Look through the records below and give the number of lines holding the string "that", nothing more.

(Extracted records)
____________

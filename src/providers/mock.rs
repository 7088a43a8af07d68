/*!
 * Scripted translator for testing.
 *
 * Each chunk can be given a queue of actions consumed one per dispatch; once a
 * chunk's queue is empty every further dispatch translates faithfully. Every call
 * is recorded, including the context revision the translator saw.
 *
 * - `ScriptedAction::Translate` - prefixes every line, keeps structure
 * - `ScriptedAction::ShiftTimestamp` - moves one timing by a millisecond
 * - `ScriptedAction::DropBlock` - deletes the last block
 * - `ScriptedAction::SwapBlocks` - swaps the first two blocks
 * - `ScriptedAction::Fail` - returns a recoverable error
 * - `ScriptedAction::Abort` - returns an unrecoverable error
 */

use async_trait::async_trait;
use std::collections::{HashMap, VecDeque};
use std::sync::atomic::{AtomicUsize, Ordering};
use std::sync::{Arc, Mutex, MutexGuard};

use crate::context::ContextAmendment;
use crate::errors::TranslatorError;
use crate::subtitle_processor::{SubtitleBlock, TimeRange};

use super::{TranslationRequest, TranslationResponse, Translator};

/// What the scripted translator does on one dispatch
#[derive(Debug, Clone, PartialEq)]
pub enum ScriptedAction {
    /// Prefix every line with the target language
    Translate,
    /// Translate, but shift the first owned block's end time
    ShiftTimestamp,
    /// Translate, but drop the last block
    DropBlock,
    /// Translate, but swap the first two blocks
    SwapBlocks,
    /// Fail with a recoverable error
    Fail(String),
    /// Fail with an unrecoverable error
    Abort(String),
}

/// One recorded dispatch
#[derive(Debug, Clone, PartialEq)]
pub struct ScriptedCall {
    /// Chunk dispatched
    pub chunk_id: usize,
    /// Attempt number passed by the orchestrator
    pub attempt: u32,
    /// Context revision visible to the translator
    pub context_revision: u64,
    /// Rendered context visible to the translator
    pub context: String,
}

type Script = HashMap<usize, VecDeque<(ScriptedAction, Option<ContextAmendment>)>>;

/// Translator driven by per-chunk scripts
#[derive(Debug, Clone, Default)]
pub struct ScriptedTranslator {
    script: Arc<Mutex<Script>>,
    calls: Arc<Mutex<Vec<ScriptedCall>>>,
    request_count: Arc<AtomicUsize>,
}

fn lock<T>(mutex: &Mutex<T>) -> MutexGuard<'_, T> {
    mutex.lock().unwrap_or_else(|poisoned| poisoned.into_inner())
}

impl ScriptedTranslator {
    /// Translator that translates every chunk faithfully
    pub fn new() -> Self {
        Self::default()
    }

    /// Queue an action for the next dispatch of `chunk_id`
    pub fn on(self, chunk_id: usize, action: ScriptedAction) -> Self {
        lock(&self.script)
            .entry(chunk_id)
            .or_default()
            .push_back((action, None));
        self
    }

    /// Queue an action that also proposes a context amendment
    pub fn on_with_amendment(self, chunk_id: usize, action: ScriptedAction, amendment: ContextAmendment) -> Self {
        lock(&self.script)
            .entry(chunk_id)
            .or_default()
            .push_back((action, Some(amendment)));
        self
    }

    /// Calls recorded so far
    pub fn calls(&self) -> Vec<ScriptedCall> {
        lock(&self.calls).clone()
    }

    /// Dispatches recorded for one chunk
    pub fn calls_for(&self, chunk_id: usize) -> Vec<ScriptedCall> {
        self.calls().into_iter().filter(|c| c.chunk_id == chunk_id).collect()
    }

    /// Total dispatches
    pub fn request_count(&self) -> usize {
        self.request_count.load(Ordering::SeqCst)
    }

    fn translate_blocks(blocks: &[SubtitleBlock], language: &str) -> Vec<SubtitleBlock> {
        blocks
            .iter()
            .map(|block| {
                block.with_lines(block.lines.iter().map(|line| format!("[{}] {}", language, line)).collect())
            })
            .collect()
    }
}

#[async_trait]
impl Translator for ScriptedTranslator {
    async fn translate(&self, request: TranslationRequest<'_>) -> Result<TranslationResponse, TranslatorError> {
        self.request_count.fetch_add(1, Ordering::SeqCst);
        lock(&self.calls).push(ScriptedCall {
            chunk_id: request.chunk.id,
            attempt: request.attempt,
            context_revision: request.context.revision(),
            context: request.context.render(),
        });

        let (action, amendment) = lock(&self.script)
            .get_mut(&request.chunk.id)
            .and_then(|queue| queue.pop_front())
            .unwrap_or((ScriptedAction::Translate, None));

        let mut blocks = Self::translate_blocks(&request.chunk.blocks, &request.settings.target_language);
        match action {
            ScriptedAction::Translate => {}
            ScriptedAction::ShiftTimestamp => {
                let position = request.chunk.overlap_head.min(blocks.len().saturating_sub(1));
                if let Some(block) = blocks.get_mut(position) {
                    let (start, end) = (block.time_range.start_ms, block.time_range.end_ms);
                    block.time_range = TimeRange::new(start, end + 1);
                }
            }
            ScriptedAction::DropBlock => {
                blocks.pop();
            }
            ScriptedAction::SwapBlocks => {
                if blocks.len() > 1 {
                    blocks.swap(0, 1);
                }
            }
            ScriptedAction::Fail(message) => return Err(TranslatorError::CommandFailed(message)),
            ScriptedAction::Abort(message) => return Err(TranslatorError::Unrecoverable(message)),
        }

        Ok(TranslationResponse { blocks, amendment })
    }

    fn name(&self) -> &str {
        "scripted"
    }
}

____________

Task answer
2